石田三成(史実)
生涯
- 生誕:永禄3年(1560年)
- 死没:慶長5年10月1日(1600年11月6日)
永禄3年(1560年)に近江(滋賀県)で石田正継の次男(三男とも)として生まれる。幼名は佐吉。
元は近江で寺小姓をしていたが、羽柴秀吉にその才を見出されて配下となる。
後に豊臣政権が発足すると五奉行の一人に抜擢される。
秀吉の九州征伐では二十万とされる兵士の輜重を大過なく運営するなど内政面の手腕に長けていて、
『鋭利なる吏僚』と呼ばれた。
太閤検地の推進に務め、朝鮮出兵では朝鮮半島まで渡海。
秀吉没後、五大老筆頭の徳川家康と対立し、雌雄を決するべくついに「関ヶ原の戦い」に臨むも、敗走。「関ヶ原の戦い」後は敗走するが追捕隊に捕縛され、六条河原で斬首された。享年41。
なお勘違いされがちであるが、関ヶ原の戦いにおける西軍の総大将は石田三成ではなく、毛利輝元である。

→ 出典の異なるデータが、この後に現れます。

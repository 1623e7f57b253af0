//! Command-line interface for dialect-types
//!
//! # Usage Examples
//!
//! ## DDL
//! ```bash
//! # CREATE TABLE statements for every table of a layout
//! dialect-types ddl --engine postgres --schema layout.yaml
//!
//! # Only one table, with DATE columns rendered in Berlin time
//! dialect-types --timezone Europe/Berlin ddl --engine mysql --schema layout.yaml --table users
//! ```
//!
//! ## Single values
//! ```bash
//! # Storage type and fallback for a type
//! dialect-types describe --engine sqlite --type '{type: integer, unsigned: true}'
//!
//! # Inline literal, or placeholder plus bound parameters with --bind
//! dialect-types literal --engine mysql --type json --value '{"a": 1}'
//! dialect-types literal --engine postgres --type '{type: range, subtype: integer}' --value '[1, 5]' --bind
//! ```

use anyhow::Context;
use clap::{Parser, Subcommand};
use dialect_types::config::load_options;
use dialect_types::{parse_data_type, parse_value, Descriptor, Engine, TypeOpts};
use dtype_core::{produce_sql_fragment, BindParams, DatabaseSchema};
use std::path::PathBuf;
use tracing::info;

#[derive(Parser)]
#[command(name = "dialect-types")]
#[command(about = "Render dialect-specific SQL for logical data types")]
#[command(long_about = None)]
struct Cli {
    /// YAML file with type system options
    #[arg(long, global = true, env = "DIALECT_TYPES_CONFIG")]
    config: Option<PathBuf>,

    #[command(flatten)]
    type_opts: TypeOpts,

    #[command(subcommand)]
    command: Commands,
}

#[derive(Subcommand)]
enum Commands {
    /// Print CREATE TABLE statements for a record layout
    Ddl {
        /// Target SQL engine
        #[arg(long, value_enum)]
        engine: Engine,

        /// Record layout YAML file
        #[arg(long)]
        schema: PathBuf,

        /// Only render this table
        #[arg(long)]
        table: Option<String>,
    },

    /// Print the storage type of a data type and any fallback applied
    Describe {
        /// Target SQL engine
        #[arg(long, value_enum)]
        engine: Engine,

        /// Data type, e.g. `bigint` or `{type: string, length: 80}`
        #[arg(long = "type")]
        data_type: String,
    },

    /// Print the SQL for one value
    Literal {
        /// Target SQL engine
        #[arg(long, value_enum)]
        engine: Engine,

        /// Data type; inferred from the value when omitted
        #[arg(long = "type")]
        data_type: Option<String>,

        /// Value as JSON; anything that is not JSON is taken as a string
        #[arg(long)]
        value: String,

        /// Bind the value as a parameter instead of inlining it
        #[arg(long)]
        bind: bool,
    },
}

fn main() {
    if let Err(e) = run() {
        eprintln!("Error: {e:#}");
        std::process::exit(1);
    }
}

fn run() -> anyhow::Result<()> {
    // Initialize tracing
    tracing_subscriber::fmt()
        .with_env_filter(tracing_subscriber::EnvFilter::from_default_env())
        .with_writer(std::io::stderr)
        .init();

    let cli = Cli::parse();
    let options = load_options(cli.config.as_deref(), &cli.type_opts)?;

    match cli.command {
        Commands::Ddl {
            engine,
            schema,
            table,
        } => {
            let layout = DatabaseSchema::from_file(&schema)
                .with_context(|| format!("Failed to load schema from {}", schema.display()))?;
            let ddl = engine.ddl(options);
            let tables: Vec<_> = match &table {
                Some(name) => vec![layout
                    .get_table(name)
                    .with_context(|| format!("Table not found: {name}"))?],
                None => layout.tables.iter().collect(),
            };
            info!(engine = %engine, tables = tables.len(), "rendering DDL");
            for table in tables {
                for statement in ddl.to_create_table(table)? {
                    println!("{statement}");
                }
            }
        }
        Commands::Describe { engine, data_type } => {
            let dialect = engine.dialect(options);
            let descriptor = Descriptor::new(parse_data_type(&data_type)?);
            let bound = descriptor.specialize(&dialect)?;
            println!("{}", bound.describe_storage_type()?);
            if let Some(fallback) = bound.fallback() {
                println!("-- {}", fallback.reason);
                if let Some(constraint) = &fallback.constraint {
                    println!("-- CHECK ({})", constraint.to_sql("value", &dialect));
                }
            }
        }
        Commands::Literal {
            engine,
            data_type,
            value,
            bind,
        } => {
            let dialect = engine.dialect(options);
            let descriptor = data_type
                .as_deref()
                .map(parse_data_type)
                .transpose()?
                .map(Descriptor::new);
            let value = parse_value(&value);
            if bind {
                let mut params = BindParams::new(&dialect);
                let sql =
                    produce_sql_fragment(&dialect, descriptor.as_ref(), &value, Some(&mut params))?;
                println!("{sql}");
                for (i, param) in params.values().iter().enumerate() {
                    println!("-- {}: {param}", i + 1);
                }
            } else {
                println!(
                    "{}",
                    produce_sql_fragment(&dialect, descriptor.as_ref(), &value, None)?
                );
            }
        }
    }

    Ok(())
}
use super::{kind_name, unsupported_on};
use crate::descriptor::{CheckConstraint, Descriptor, Specialization, TypeBehavior};
use crate::dialect::CitextSupport;
use crate::error::{Result, TypeError};
use crate::types::{DataType, TypeId};
use crate::values::Value;

/// STRING (`VARCHAR`) and CHAR.
#[derive(Debug, Clone, Copy, Default)]
pub struct StringType;

impl TypeBehavior for StringType {
    fn check_supported(&self, spec: &mut Specialization<'_>) -> Result<()> {
        let type_id = spec.type_id();
        let (char_supported, collate_binary, blob) = {
            let caps = spec.capabilities();
            (caps.char, caps.collate_binary, caps.blob)
        };
        if type_id == TypeId::Char && !char_supported {
            return Err(spec.unsupported("CHAR"));
        }

        let Some(options) = spec.data_type.string_options().cloned() else {
            return Ok(());
        };
        if options.binary && !collate_binary {
            if !blob {
                return Err(spec.unsupported(format!("{type_id}.BINARY")));
            }
            let constraint = if type_id == TypeId::Char {
                CheckConstraint::ExactOctetLength(options.length)
            } else {
                CheckConstraint::MaxOctetLength(options.length)
            };
            let reason = format!(
                "{} has no binary {type_id}; using BLOB with an octet length check",
                spec.dialect().name()
            );
            spec.fall_back(Some(DataType::blob()), Some(constraint), reason);
        }
        Ok(())
    }

    fn storage_type(&self, d: &Descriptor) -> Result<String> {
        let options = d.data_type().string_options().cloned().unwrap_or_default();
        let name = if d.type_id() == TypeId::Char {
            "CHAR"
        } else {
            "VARCHAR"
        };
        let binary = if options.binary { " BINARY" } else { "" };
        Ok(format!("{name}({}){binary}", options.length))
    }

    fn validate(&self, d: &Descriptor, value: &Value) -> Result<()> {
        let binary = d.data_type().string_options().is_some_and(|o| o.binary);
        match value {
            Value::String(_) => Ok(()),
            Value::Bytes(_) if binary => Ok(()),
            other => Err(TypeError::not_a_valid(other, &kind_name(d.type_id()))),
        }
    }

    fn to_transport(&self, d: &Descriptor, value: &Value) -> Result<Value> {
        Ok(match value {
            // Stored in a BLOB column on this dialect
            Value::String(s) if d.fallback().is_some() => Value::Bytes(s.clone().into_bytes()),
            Value::String(_) | Value::Bytes(_) => value.clone(),
            other => Value::String(other.as_text()),
        })
    }
}

/// TEXT, optionally sized.
#[derive(Debug, Clone, Copy, Default)]
pub struct TextType;

impl TypeBehavior for TextType {
    fn check_supported(&self, spec: &mut Specialization<'_>) -> Result<()> {
        let length = match &*spec.data_type {
            DataType::Text(Some(length)) => *length,
            _ => return Ok(()),
        };
        if !spec.capabilities().text_lengths {
            let message = format!(
                "{} does not support TEXT with the {} length option. Plain TEXT is used instead.",
                spec.dialect().name(),
                length.as_str()
            );
            spec.warn(&message);
            *spec.data_type = DataType::Text(None);
        }
        Ok(())
    }

    fn storage_type(&self, d: &Descriptor) -> Result<String> {
        Ok(match d.data_type() {
            DataType::Text(Some(length)) => format!("{}TEXT", length.sql_prefix()),
            _ => "TEXT".to_string(),
        })
    }

    fn validate(&self, _d: &Descriptor, value: &Value) -> Result<()> {
        match value {
            Value::String(_) => Ok(()),
            other => Err(TypeError::not_a_valid(other, "string")),
        }
    }
}

/// Case-insensitive text.
#[derive(Debug, Clone, Copy, Default)]
pub struct CitextType;

impl TypeBehavior for CitextType {
    fn storage_type(&self, d: &Descriptor) -> Result<String> {
        let dialect = d.require_dialect("describe_storage_type")?;
        match &dialect.capabilities().citext {
            CitextSupport::Native => Ok("CITEXT".to_string()),
            CitextSupport::Collation(collation) => Ok(format!("TEXT COLLATE {collation}")),
            CitextSupport::Unsupported => Err(unsupported_on(d, "CITEXT")),
        }
    }

    fn validate(&self, _d: &Descriptor, value: &Value) -> Result<()> {
        match value {
            Value::String(_) => Ok(()),
            other => Err(TypeError::not_a_valid(other, "string")),
        }
    }

    fn are_equivalent(&self, _d: &Descriptor, a: &Value, b: &Value) -> bool {
        match (a, b) {
            (Value::String(x), Value::String(y)) => x.to_lowercase() == y.to_lowercase(),
            _ => a == b,
        }
    }
}

#[cfg(test)]
mod tests {
    use super::super::test_support::*;
    use crate::descriptor::CheckConstraint;
    use crate::dialect::{CapabilityTable, CitextSupport};
    use crate::error::TypeError;
    use crate::types::{DataType, LengthClass, StringOptions};
    use crate::values::Value;

    fn binary_string(length: u32) -> DataType {
        DataType::String(StringOptions {
            length,
            binary: true,
        })
    }

    #[test]
    fn test_string_storage_and_validation() {
        let dialect = dialect_with(CapabilityTable::default());
        let d = bound(DataType::string(80), &dialect);
        assert_eq!(d.describe_storage_type().unwrap(), "VARCHAR(80)");
        assert!(d.validate(&Value::from("hello")).is_ok());
        let err = d.validate(&Value::from(5)).unwrap_err();
        assert_eq!(err.to_string(), "5 is not a valid string");
        assert!(d.validate(&Value::Bytes(vec![1])).is_err());
    }

    #[test]
    fn test_binary_string_with_native_collation() {
        let dialect = dialect_with(CapabilityTable {
            collate_binary: true,
            ..Default::default()
        });
        let d = bound(binary_string(16), &dialect);
        assert_eq!(d.describe_storage_type().unwrap(), "VARCHAR(16) BINARY");
        assert!(d.fallback().is_none());
        assert!(d.validate(&Value::Bytes(vec![1, 2])).is_ok());
    }

    #[test]
    fn test_binary_string_falls_back_to_blob() {
        let dialect = dialect_with(CapabilityTable::default());
        let d = bound(binary_string(16), &dialect);
        assert_eq!(d.describe_storage_type().unwrap(), "BLOB");
        let fallback = d.fallback().unwrap();
        assert_eq!(
            fallback.constraint,
            Some(CheckConstraint::MaxOctetLength(16))
        );
        assert_eq!(
            d.to_transport(&Value::from("ab")).unwrap(),
            Value::Bytes(b"ab".to_vec())
        );
        assert_eq!(d.to_inline_literal(&Value::from("ab")).unwrap(), "X'6162'");
    }

    #[test]
    fn test_binary_char_needs_some_binary_type() {
        let dialect = dialect_with(CapabilityTable {
            blob: false,
            ..Default::default()
        });
        let d = crate::descriptor::Descriptor::new(DataType::Char(StringOptions {
            length: 4,
            binary: true,
        }));
        let err = d.specialize(&dialect).unwrap_err();
        assert!(matches!(err, TypeError::UnsupportedType { .. }));
    }

    #[test]
    fn test_char_unsupported() {
        let dialect = dialect_with(CapabilityTable {
            char: false,
            ..Default::default()
        });
        let err = crate::descriptor::Descriptor::new(DataType::char(2))
            .specialize(&dialect)
            .unwrap_err();
        assert_eq!(err.to_string(), "test does not support the CHAR data type");
    }

    #[test]
    fn test_string_inline_literal_escapes_quotes() {
        let dialect = dialect_with(CapabilityTable::default());
        let d = bound(DataType::string(255), &dialect);
        assert_eq!(
            d.to_inline_literal(&Value::from("O'Brien")).unwrap(),
            "'O''Brien'"
        );
    }

    #[test]
    fn test_text_length_dropped_when_unsupported() {
        let dialect = dialect_with(CapabilityTable::default());
        let d = bound(DataType::Text(Some(LengthClass::Long)), &dialect);
        assert_eq!(d.describe_storage_type().unwrap(), "TEXT");
        assert_eq!(dialect.warning_count(), 1);

        let sized = dialect_with(CapabilityTable {
            text_lengths: true,
            ..Default::default()
        });
        let d = bound(DataType::Text(Some(LengthClass::Long)), &sized);
        assert_eq!(d.describe_storage_type().unwrap(), "LONGTEXT");
    }

    #[test]
    fn test_citext_variants() {
        let native = dialect_with(CapabilityTable {
            citext: CitextSupport::Native,
            ..Default::default()
        });
        assert_eq!(
            bound(DataType::Citext, &native)
                .describe_storage_type()
                .unwrap(),
            "CITEXT"
        );

        let collated = dialect_with(CapabilityTable {
            citext: CitextSupport::Collation("NOCASE".into()),
            ..Default::default()
        });
        let d = bound(DataType::Citext, &collated);
        assert_eq!(d.describe_storage_type().unwrap(), "TEXT COLLATE NOCASE");
        assert!(d.are_equivalent(&Value::from("Hello"), &Value::from("hELLO")));

        let none = dialect_with(CapabilityTable::default());
        assert!(crate::descriptor::Descriptor::new(DataType::Citext)
            .specialize(&none)
            .is_err());
    }
}
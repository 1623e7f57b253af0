//! Type-system options shared by every descriptor bound to a dialect.
//!
//! Options are usually loaded from YAML:
//!
//! ```yaml
//! timezone: "+02:00"        # or an IANA name such as Europe/Paris
//! null_json_stringification: json   # json | sql | explicit
//! ```

use chrono::{DateTime, FixedOffset, Offset, TimeZone, Utc};
use serde::{Deserialize, Serialize};
use std::fmt;
use std::path::Path;
use std::str::FromStr;

/// Errors raised while loading options.
#[derive(Debug, thiserror::Error)]
pub enum ConfigError {
    #[error("Failed to read config file: {0}")]
    IoError(#[from] std::io::Error),

    #[error("Failed to parse YAML: {0}")]
    YamlError(#[from] serde_yaml::Error),
}

/// What a host `Null` means when written to a JSON column.
#[derive(Debug, Clone, Copy, Default, PartialEq, Eq, Serialize, Deserialize)]
#[serde(rename_all = "lowercase")]
pub enum NullJsonStringification {
    /// Stored as the JSON literal `null`
    #[default]
    Json,
    /// Stored as SQL NULL
    Sql,
    /// Rejected; callers must be explicit
    Explicit,
}

impl NullJsonStringification {
    pub fn as_str(&self) -> &'static str {
        match self {
            NullJsonStringification::Json => "json",
            NullJsonStringification::Sql => "sql",
            NullJsonStringification::Explicit => "explicit",
        }
    }
}

impl FromStr for NullJsonStringification {
    type Err = String;

    fn from_str(s: &str) -> Result<Self, Self::Err> {
        match s.to_ascii_lowercase().as_str() {
            "json" => Ok(Self::Json),
            "sql" => Ok(Self::Sql),
            "explicit" => Ok(Self::Explicit),
            other => Err(format!(
                "unknown null JSON handling '{other}', expected json, sql or explicit"
            )),
        }
    }
}

/// Time zone date-times are rendered in before being sent to the engine.
#[derive(Debug, Clone, Copy, PartialEq, Eq, Serialize, Deserialize)]
#[serde(try_from = "String", into = "String")]
pub enum TimeZoneSetting {
    Offset(FixedOffset),
    Named(chrono_tz::Tz),
}

impl Default for TimeZoneSetting {
    fn default() -> Self {
        TimeZoneSetting::Offset(Utc.fix())
    }
}

impl TimeZoneSetting {
    /// Offset in effect at the given instant.
    pub fn offset_at(&self, instant: &DateTime<Utc>) -> FixedOffset {
        match self {
            TimeZoneSetting::Offset(offset) => *offset,
            TimeZoneSetting::Named(tz) => tz.offset_from_utc_datetime(&instant.naive_utc()).fix(),
        }
    }

    /// Re-express `instant` in this time zone.
    pub fn convert(&self, instant: &DateTime<FixedOffset>) -> DateTime<FixedOffset> {
        let utc = instant.with_timezone(&Utc);
        utc.with_timezone(&self.offset_at(&utc))
    }

    /// Offset to assume for a local wall-clock time.
    pub fn offset_for_local(&self, local: &chrono::NaiveDateTime) -> FixedOffset {
        match self {
            TimeZoneSetting::Offset(offset) => *offset,
            TimeZoneSetting::Named(tz) => tz
                .offset_from_local_datetime(local)
                .earliest()
                .map(|o| o.fix())
                .unwrap_or_else(|| tz.offset_from_utc_datetime(local).fix()),
        }
    }
}

fn parse_offset(s: &str) -> Option<FixedOffset> {
    let (sign, rest) = match s.as_bytes().first()? {
        b'+' => (1, &s[1..]),
        b'-' => (-1, &s[1..]),
        _ => return None,
    };
    let (hours, minutes) = match rest.split_once(':') {
        Some((h, m)) => (h, m),
        None if rest.len() == 4 => rest.split_at(2),
        None => (rest, "0"),
    };
    let hours: i32 = hours.parse().ok()?;
    let minutes: i32 = minutes.parse().ok()?;
    if hours > 23 || minutes > 59 {
        return None;
    }
    FixedOffset::east_opt(sign * (hours * 3600 + minutes * 60))
}

impl FromStr for TimeZoneSetting {
    type Err = String;

    fn from_str(s: &str) -> Result<Self, Self::Err> {
        let trimmed = s.trim();
        if trimmed.starts_with('+') || trimmed.starts_with('-') {
            return parse_offset(trimmed)
                .map(TimeZoneSetting::Offset)
                .ok_or_else(|| format!("invalid time zone offset '{trimmed}'"));
        }
        trimmed
            .parse::<chrono_tz::Tz>()
            .map(TimeZoneSetting::Named)
            .map_err(|e| format!("invalid time zone '{trimmed}': {e}"))
    }
}

impl TryFrom<String> for TimeZoneSetting {
    type Error = String;

    fn try_from(value: String) -> Result<Self, Self::Error> {
        value.parse()
    }
}

impl From<TimeZoneSetting> for String {
    fn from(value: TimeZoneSetting) -> Self {
        value.to_string()
    }
}

impl fmt::Display for TimeZoneSetting {
    fn fmt(&self, f: &mut fmt::Formatter<'_>) -> fmt::Result {
        match self {
            TimeZoneSetting::Offset(offset) => write!(f, "{offset}"),
            TimeZoneSetting::Named(tz) => write!(f, "{}", tz.name()),
        }
    }
}

/// Options consulted by descriptors once they are bound to a dialect.
#[derive(Debug, Clone, Default, PartialEq, Serialize, Deserialize)]
#[serde(default)]
pub struct TypeSystemOptions {
    pub timezone: TimeZoneSetting,
    pub null_json_stringification: NullJsonStringification,
}

impl TypeSystemOptions {
    pub fn from_yaml_str(yaml: &str) -> Result<Self, ConfigError> {
        Ok(serde_yaml::from_str(yaml)?)
    }

    pub fn from_yaml_file(path: impl AsRef<Path>) -> Result<Self, ConfigError> {
        let content = std::fs::read_to_string(path)?;
        Self::from_yaml_str(&content)
    }
}
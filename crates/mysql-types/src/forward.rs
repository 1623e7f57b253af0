//! Forward conversion: descriptor value → MySQL parameter
//!
//! The descriptor's transport value is mapped onto the `mysql_async::Value`
//! variant the binary protocol expects for the column's storage type.

use crate::reverse::{storage_descriptor, ConversionError};
use chrono::{Datelike, NaiveDate, NaiveDateTime, NaiveTime, Timelike};
use dtype_core::{Descriptor, TypeId, Value};
use mysql_async::Value as MyValue;

/// MySQL value wrapper for type-safe conversions.
#[derive(Debug, Clone, PartialEq)]
pub struct MySQLValue(pub MyValue);

impl MySQLValue {
    /// Get the inner mysql_async::Value.
    pub fn into_inner(self) -> MyValue {
        self.0
    }

    /// Get a reference to the inner value.
    pub fn as_inner(&self) -> &MyValue {
        &self.0
    }

    /// Validate and convert `value` for a column described by `descriptor`.
    ///
    /// The descriptor must be bound to the MySQL dialect.
    pub fn from_descriptor(descriptor: &Descriptor, value: &Value) -> Result<Self, ConversionError> {
        if value.is_null() && !descriptor.accepts_null_sentinel() {
            return Ok(MySQLValue(MyValue::NULL));
        }
        descriptor.validate(value)?;
        let transport = descriptor.to_transport(value)?;
        let storage = storage_descriptor(descriptor).type_id();
        convert(storage, transport).map(MySQLValue)
    }
}

fn mismatch(expected: &str, actual: &Value) -> ConversionError {
    ConversionError::TypeMismatch {
        expected: expected.to_string(),
        actual: MyValue::Bytes(actual.as_text().into_bytes()),
    }
}

fn datetime_value(dt: &NaiveDateTime) -> MyValue {
    MyValue::Date(
        dt.year() as u16,
        dt.month() as u8,
        dt.day() as u8,
        dt.hour() as u8,
        dt.minute() as u8,
        dt.second() as u8,
        dt.nanosecond() / 1000,
    )
}

fn convert(storage: TypeId, transport: Value) -> Result<MyValue, ConversionError> {
    let converted = match (storage, transport) {
        (_, Value::Null) => MyValue::NULL,

        (TypeId::Date, Value::String(s)) => {
            let dt = NaiveDateTime::parse_from_str(&s, "%Y-%m-%d %H:%M:%S%.f")
                .map_err(|_| ConversionError::InvalidDateTime)?;
            datetime_value(&dt)
        }
        (TypeId::DateOnly, Value::String(s)) => {
            let date = NaiveDate::parse_from_str(&s, "%Y-%m-%d")
                .map_err(|_| ConversionError::InvalidDateTime)?;
            MyValue::Date(date.year() as u16, date.month() as u8, date.day() as u8, 0, 0, 0, 0)
        }
        (TypeId::Time, Value::String(s)) => {
            let time = NaiveTime::parse_from_str(s.trim(), "%H:%M:%S%.f")
                .or_else(|_| NaiveTime::parse_from_str(s.trim(), "%H:%M"))
                .map_err(|_| ConversionError::InvalidDateTime)?;
            MyValue::Time(
                false,
                0,
                time.hour() as u8,
                time.minute() as u8,
                time.second() as u8,
                time.nanosecond() / 1000,
            )
        }

        (TypeId::Float, Value::Number(n)) => MyValue::Float(n as f32),
        (TypeId::Real | TypeId::Double, Value::Number(n)) => MyValue::Double(n),
        (t, Value::Number(n)) if t.is_integer() => {
            if n.fract() != 0.0 {
                return Err(mismatch("integer", &Value::Number(n)));
            }
            MyValue::Int(n as i64)
        }
        // BIGINT travels as a decimal string to keep its precision
        (t, Value::String(s)) if t.is_integer() => match s.parse::<i64>() {
            Ok(i) => MyValue::Int(i),
            Err(_) => match s.parse::<u64>() {
                Ok(u) => MyValue::UInt(u),
                Err(_) => return Err(mismatch("integer", &Value::String(s))),
            },
        },

        (_, Value::Bool(b)) => MyValue::Int(i64::from(b)),
        (_, Value::Number(n)) => MyValue::Double(n),
        (_, Value::BigInt(i)) => match i64::try_from(i) {
            Ok(i) => MyValue::Int(i),
            Err(_) => MyValue::Bytes(i.to_string().into_bytes()),
        },
        (_, Value::Bytes(b)) => MyValue::Bytes(b),
        (_, Value::String(s)) => MyValue::Bytes(s.into_bytes()),
        (_, other) => MyValue::Bytes(other.as_text().into_bytes()),
    };
    Ok(converted)
}

/// Convert a value without a descriptor, by its own shape.
impl From<Value> for MySQLValue {
    fn from(value: Value) -> Self {
        let converted = match value {
            Value::Null => MyValue::NULL,
            Value::Bool(b) => MyValue::Int(i64::from(b)),
            Value::Number(n) if n.fract() == 0.0 && n.abs() < 9_007_199_254_740_992.0 => {
                MyValue::Int(n as i64)
            }
            Value::Number(n) => MyValue::Double(n),
            Value::BigInt(i) => match i64::try_from(i) {
                Ok(i) => MyValue::Int(i),
                Err(_) => MyValue::Bytes(i.to_string().into_bytes()),
            },
            Value::Bytes(b) => MyValue::Bytes(b),
            Value::DateTime(dt) => datetime_value(&dt.naive_utc()),
            Value::Date(d) => {
                MyValue::Date(d.year() as u16, d.month() as u8, d.day() as u8, 0, 0, 0, 0)
            }
            Value::Json(j) => MyValue::Bytes(j.to_string().into_bytes()),
            other => MyValue::Bytes(other.as_text().into_bytes()),
        };
        MySQLValue(converted)
    }
}

#[cfg(test)]
mod tests {
    use super::*;
    use crate::dialect::mysql_dialect;
    use dtype_core::types::{IntegerOptions, TimeOptions};
    use dtype_core::{DataType, TypeSystemOptions};
    use serde_json::json;

    fn bound(data_type: DataType) -> Descriptor {
        let dialect = mysql_dialect(TypeSystemOptions::default());
        Descriptor::new(data_type)
            .specialize(&dialect)
            .unwrap()
            .into_owned()
    }

    fn convert_with(data_type: DataType, value: Value) -> MyValue {
        MySQLValue::from_descriptor(&bound(data_type), &value)
            .unwrap()
            .into_inner()
    }

    #[test]
    fn test_bool_conversion() {
        assert_eq!(convert_with(DataType::boolean(), Value::Bool(true)), MyValue::Int(1));
        assert_eq!(convert_with(DataType::boolean(), Value::Bool(false)), MyValue::Int(0));
    }

    #[test]
    fn test_integer_conversion() {
        assert_eq!(convert_with(DataType::integer(), Value::from("42")), MyValue::Int(42));
        assert_eq!(
            convert_with(DataType::bigint(), Value::from(i128::from(i64::MAX))),
            MyValue::Int(i64::MAX)
        );
        let unsigned = DataType::integer_of(
            TypeId::BigInt,
            IntegerOptions {
                unsigned: true,
                ..Default::default()
            },
        )
        .unwrap();
        assert_eq!(
            convert_with(unsigned, Value::from("18446744073709551615")),
            MyValue::UInt(u64::MAX)
        );
    }

    #[test]
    fn test_float_conversion() {
        assert_eq!(convert_with(DataType::float(), Value::from(1.5)), MyValue::Float(1.5));
        assert_eq!(convert_with(DataType::double(), Value::from("2.25")), MyValue::Double(2.25));
    }

    #[test]
    fn test_decimal_stays_textual() {
        let decimal = DataType::decimal(10, 2).unwrap();
        assert_eq!(
            convert_with(decimal, Value::from("123.45")),
            MyValue::Bytes(b"123.45".to_vec())
        );
    }

    #[test]
    fn test_datetime_conversion() {
        let value = Value::from("2024-01-15T10:30:45.123+00:00");
        assert_eq!(
            convert_with(DataType::Date(TimeOptions { precision: Some(3) }), value),
            MyValue::Date(2024, 1, 15, 10, 30, 45, 123_000)
        );
        assert_eq!(
            convert_with(DataType::dateonly(), Value::from("2024-02-29")),
            MyValue::Date(2024, 2, 29, 0, 0, 0, 0)
        );
        assert_eq!(
            convert_with(DataType::Time(TimeOptions::default()), Value::from("08:15:00")),
            MyValue::Time(false, 0, 8, 15, 0, 0)
        );
    }

    #[test]
    fn test_text_kinds_become_bytes() {
        assert_eq!(
            convert_with(DataType::string(20), Value::from("hello")),
            MyValue::Bytes(b"hello".to_vec())
        );
        let id = uuid::Uuid::new_v4();
        assert_eq!(
            convert_with(DataType::uuid(), Value::from(id)),
            MyValue::Bytes(id.hyphenated().to_string().into_bytes())
        );
        assert_eq!(
            convert_with(DataType::json(), Value::Json(json!({"a": [1, 2]}))),
            MyValue::Bytes(br#"{"a":[1,2]}"#.to_vec())
        );
        assert_eq!(
            convert_with(DataType::blob(), Value::Bytes(vec![0, 1, 2])),
            MyValue::Bytes(vec![0, 1, 2])
        );
    }

    #[test]
    fn test_null_conversion() {
        assert_eq!(convert_with(DataType::integer(), Value::Null), MyValue::NULL);
    }

    #[test]
    fn test_invalid_value_is_rejected() {
        let d = bound(DataType::integer());
        assert!(matches!(
            MySQLValue::from_descriptor(&d, &Value::from("abc")),
            Err(ConversionError::Type(_))
        ));
    }

    #[test]
    fn test_untyped_conversion() {
        assert_eq!(MySQLValue::from(Value::from(7)).into_inner(), MyValue::Int(7));
        assert_eq!(
            MySQLValue::from(Value::from(0.5)).into_inner(),
            MyValue::Double(0.5)
        );
        assert_eq!(
            MySQLValue::from(Value::from("x")).into_inner(),
            MyValue::Bytes(b"x".to_vec())
        );
    }
}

ただし、これは大大名である毛利家に配慮したものであり、実際に挙兵を主導したのは三成とされる。実際、輝元は当時大坂城にいて関ヶ原には出陣していない。
人物
内政の手腕には特に優れ、豊臣政権による五奉行として強い権勢を振るった人物。
主君に対しては誠意を持って仕え、部下に対しては人を遇する道を知っていたとされる。
また、領地でも善政を敷き、領民にも強く慕われていた(まぁ、当時の時代は基本的に名のある大名は自国民には慕われていたが)。
日本では合戦時において、民衆を巻き込まないことが掟とされ、戦国時代も例外ではなかったが、中には“合戦の間の気晴らし”として近隣の農村に押し入り、食糧や資財の略奪や婦女暴行などを行う者もおり、三成はこうした無辜の弱者への横暴を働いた部下を厳しく罰し、さらに法度まで設けて諫めたといわれる。
だが、毛利・上杉・島津などの大大名も秀吉への取り成しは自身を通じる形に行っていた為か、秀吉が権力を強めていくにつれて、三成も次第に傲慢な考え方に陥っていったとされており、豊臣家への忠義の為には、秀吉の意向に背く行動に出る事さえあったとされている。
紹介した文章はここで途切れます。